BOTTOM LINE: The Portfolio is higher into the final hour on gains in my Telecom longs, Biotech longs and Commodity shorts. I have not traded today, thus leaving the Portfolio 100% net long. The tone of the market is negative as the advance/decline line is lower, most sectors are declining and volume is above average. The long-term average is a gain of about 2.9%. There is still no evidence, in my opinion, that a meaningful slowdown in consumer spending is underway, even as many investors continue to worry about such a decline. I still expect holiday shopping sales to exceed estimates. I continue to believe a healthy labor market, falling energy prices, relatively low long-term interest rates, decelerating inflation, a rising stock market and less irrational pessimism will continue to more than offset slowing housing over the intermediate term, in my opinion.
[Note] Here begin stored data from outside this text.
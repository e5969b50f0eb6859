//! Consecutive-day streak tracking.
//!
//! The streak is always recomputed from the full history. Nothing about it
//! is persisted, so clock changes and deleted records can never leave a
//! stale counter behind.

use std::collections::BTreeSet;

use chrono::{DateTime, Duration, NaiveDate, Utc};
use serde::{Deserialize, Serialize};

use crate::record::CheckInRecord;
use crate::resolver::TimestampResolver;

/// Default age after which the last check-in is considered overdue.
pub const DEFAULT_OVERDUE_AFTER_HOURS: i64 = 24;

/// Derived streak view of a history.
#[derive(Debug, Clone, PartialEq, Serialize, Deserialize)]
pub struct StreakState {
    /// Consecutive days ending today (or yesterday, if today is still open).
    pub current_streak: u32,
    /// Longest consecutive run anywhere in the history.
    pub longest_streak: u32,
    pub last_check_in: Option<DateTime<Utc>>,
    pub checked_in_today: bool,
    /// No check-in at all, or the last one is older than the overdue window.
    pub overdue: bool,
}

impl StreakState {
    /// Compute with the default 24h overdue window.
    pub fn from_history(history: &[CheckInRecord], resolver: &TimestampResolver<'_>) -> Self {
        Self::compute(
            history,
            resolver,
            Duration::hours(DEFAULT_OVERDUE_AFTER_HOURS),
        )
    }

    pub fn compute(
        history: &[CheckInRecord],
        resolver: &TimestampResolver<'_>,
        overdue_after: Duration,
    ) -> Self {
        let clock = resolver.clock();
        let now = clock.now();
        let today = clock.today();
        let days = clamped_days(history, resolver, today);

        let last_check_in = history.iter().map(|r| resolver.resolve(r)).max();
        let overdue = match last_check_in {
            Some(last) => now - last > overdue_after,
            None => true,
        };

        let state = Self {
            current_streak: streak_ending_at(&days, today),
            longest_streak: longest_run(&days),
            last_check_in,
            checked_in_today: days.contains(&today),
            overdue,
        };
        tracing::debug!(
            current = state.current_streak,
            longest = state.longest_streak,
            checked_in_today = state.checked_in_today,
            "computed streak"
        );
        state
    }
}

/// Number of consecutive calendar days with a check-in, ending today.
///
/// If today has no check-in yet, a run ending yesterday still counts. Any
/// missed day ends the streak, even if a longer run exists further back.
/// Multiple check-ins on one day count once. Returns 0 for an empty history.
pub fn compute_streak(history: &[CheckInRecord], resolver: &TimestampResolver<'_>) -> u32 {
    let today = resolver.clock().today();
    streak_ending_at(&clamped_days(history, resolver, today), today)
}

/// Distinct local days, with future-dated records (clock skew) folded into today.
fn clamped_days(
    history: &[CheckInRecord],
    resolver: &TimestampResolver<'_>,
    today: NaiveDate,
) -> BTreeSet<NaiveDate> {
    resolver
        .check_in_days(history)
        .into_iter()
        .map(|day| day.min(today))
        .collect()
}

fn streak_ending_at(days: &BTreeSet<NaiveDate>, today: NaiveDate) -> u32 {
    let mut streak = 0;
    let mut cursor = today;

    for &day in days.iter().rev() {
        let gap = (cursor - day).num_days();
        let counts = gap == 0 || (gap == 1 && streak == 0);
        if !counts {
            break;
        }
        streak += 1;
        match day.pred_opt() {
            Some(prev) => cursor = prev,
            None => break,
        }
    }

    streak
}

fn longest_run(days: &BTreeSet<NaiveDate>) -> u32 {
    let mut longest = 0;
    let mut run = 0;
    let mut previous: Option<NaiveDate> = None;

    for &day in days {
        run = match previous {
            Some(prev) if prev.succ_opt() == Some(day) => run + 1,
            _ => 1,
        };
        longest = longest.max(run);
        previous = Some(day);
    }

    longest
}

#[cfg(test)]
mod tests {
    use super::*;
    use crate::clock::{Clock, FixedClock};
    use crate::record::Coordinates;

    const DAY_MS: i64 = 86_400_000;

    fn at(ms: i64) -> CheckInRecord {
        CheckInRecord {
            id: ms.to_string(),
            date: String::new(),
            status: "สบายดี".to_string(),
            coords: Coordinates {
                latitude: 13.75,
                longitude: 100.5,
            },
        }
    }

    fn clock() -> FixedClock {
        FixedClock::at_local(2026, 2, 11, 18, 0, 7)
    }

    #[test]
    fn empty_history_has_no_streak() {
        let clock = clock();
        let resolver = TimestampResolver::new(&clock);
        assert_eq!(compute_streak(&[], &resolver), 0);

        let state = StreakState::from_history(&[], &resolver);
        assert!(state.overdue);
        assert!(!state.checked_in_today);
        assert_eq!(state.last_check_in, None);
    }

    #[test]
    fn gap_two_days_ago_stops_the_walk() {
        let clock = clock();
        let resolver = TimestampResolver::new(&clock);
        let now = clock.now().timestamp_millis();
        let history = vec![at(now), at(now - DAY_MS), at(now - 3 * DAY_MS)];
        assert_eq!(compute_streak(&history, &resolver), 2);
    }

    #[test]
    fn today_and_two_days_ago_is_one() {
        let clock = clock();
        let resolver = TimestampResolver::new(&clock);
        let now = clock.now().timestamp_millis();
        let history = vec![at(now), at(now - 2 * DAY_MS)];
        assert_eq!(compute_streak(&history, &resolver), 1);
    }

    #[test]
    fn run_ending_yesterday_still_counts() {
        let clock = clock();
        let resolver = TimestampResolver::new(&clock);
        let now = clock.now().timestamp_millis();
        let history = vec![at(now - DAY_MS), at(now - 2 * DAY_MS), at(now - 4 * DAY_MS)];
        assert_eq!(compute_streak(&history, &resolver), 2);

        let state = StreakState::from_history(&history, &resolver);
        assert!(!state.checked_in_today);
        assert_eq!(state.current_streak, 2);
    }

    #[test]
    fn run_ending_before_yesterday_is_broken() {
        let clock = clock();
        let resolver = TimestampResolver::new(&clock);
        let now = clock.now().timestamp_millis();
        let history = vec![at(now - 2 * DAY_MS), at(now - 3 * DAY_MS)];
        assert_eq!(compute_streak(&history, &resolver), 0);
    }

    #[test]
    fn same_day_entries_count_once() {
        let clock = clock();
        let resolver = TimestampResolver::new(&clock);
        let now = clock.now().timestamp_millis();
        let history = vec![at(now), at(now - 3_600_000), at(now - DAY_MS)];
        assert_eq!(compute_streak(&history, &resolver), 2);
    }

    #[test]
    fn future_dated_record_counts_as_today() {
        let clock = clock();
        let resolver = TimestampResolver::new(&clock);
        let now = clock.now().timestamp_millis();
        let history = vec![at(now + 2 * DAY_MS), at(now - DAY_MS)];
        assert_eq!(compute_streak(&history, &resolver), 2);
    }

    #[test]
    fn longest_run_is_reported_separately() {
        let clock = clock();
        let resolver = TimestampResolver::new(&clock);
        let now = clock.now().timestamp_millis();
        let mut history = vec![at(now)];
        history.extend((10..15).map(|d| at(now - d * DAY_MS)));

        let state = StreakState::from_history(&history, &resolver);
        assert_eq!(state.current_streak, 1);
        assert_eq!(state.longest_streak, 5);
        assert!(state.checked_in_today);
        assert!(!state.overdue);
        assert_eq!(state.last_check_in, Some(clock.now()));
    }

    #[test]
    fn midnight_boundary_uses_local_days() {
        // 00:30 local on the 11th; a check-in at 23:50 local on the 10th is yesterday
        let clock = FixedClock::at_local(2026, 2, 11, 0, 30, 7);
        let resolver = TimestampResolver::new(&clock);
        let now = clock.now().timestamp_millis();
        let history = vec![at(now), at(now - 40 * 60_000)];
        assert_eq!(compute_streak(&history, &resolver), 2);
    }

    #[test]
    fn overdue_window_is_configurable() {
        let clock = clock();
        let resolver = TimestampResolver::new(&clock);
        let now = clock.now().timestamp_millis();
        let history = vec![at(now - 30 * 3_600_000)];

        let strict = StreakState::compute(&history, &resolver, Duration::hours(24));
        let lenient = StreakState::compute(&history, &resolver, Duration::hours(48));
        assert!(strict.overdue);
        assert!(!lenient.overdue);
    }
}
The Morgan Stanley Retail Index (MVRX) has soared 20.9% in about 12 weeks vs. a 10.3% gain in the S&P 500 over the same timeframe. I still expect continued outperformance by the sector through year-end. I expect US stocks to trade modestly higher into the close from current levels on short-covering, bargain-hunting, lower energy prices and investment manager performance anxiety.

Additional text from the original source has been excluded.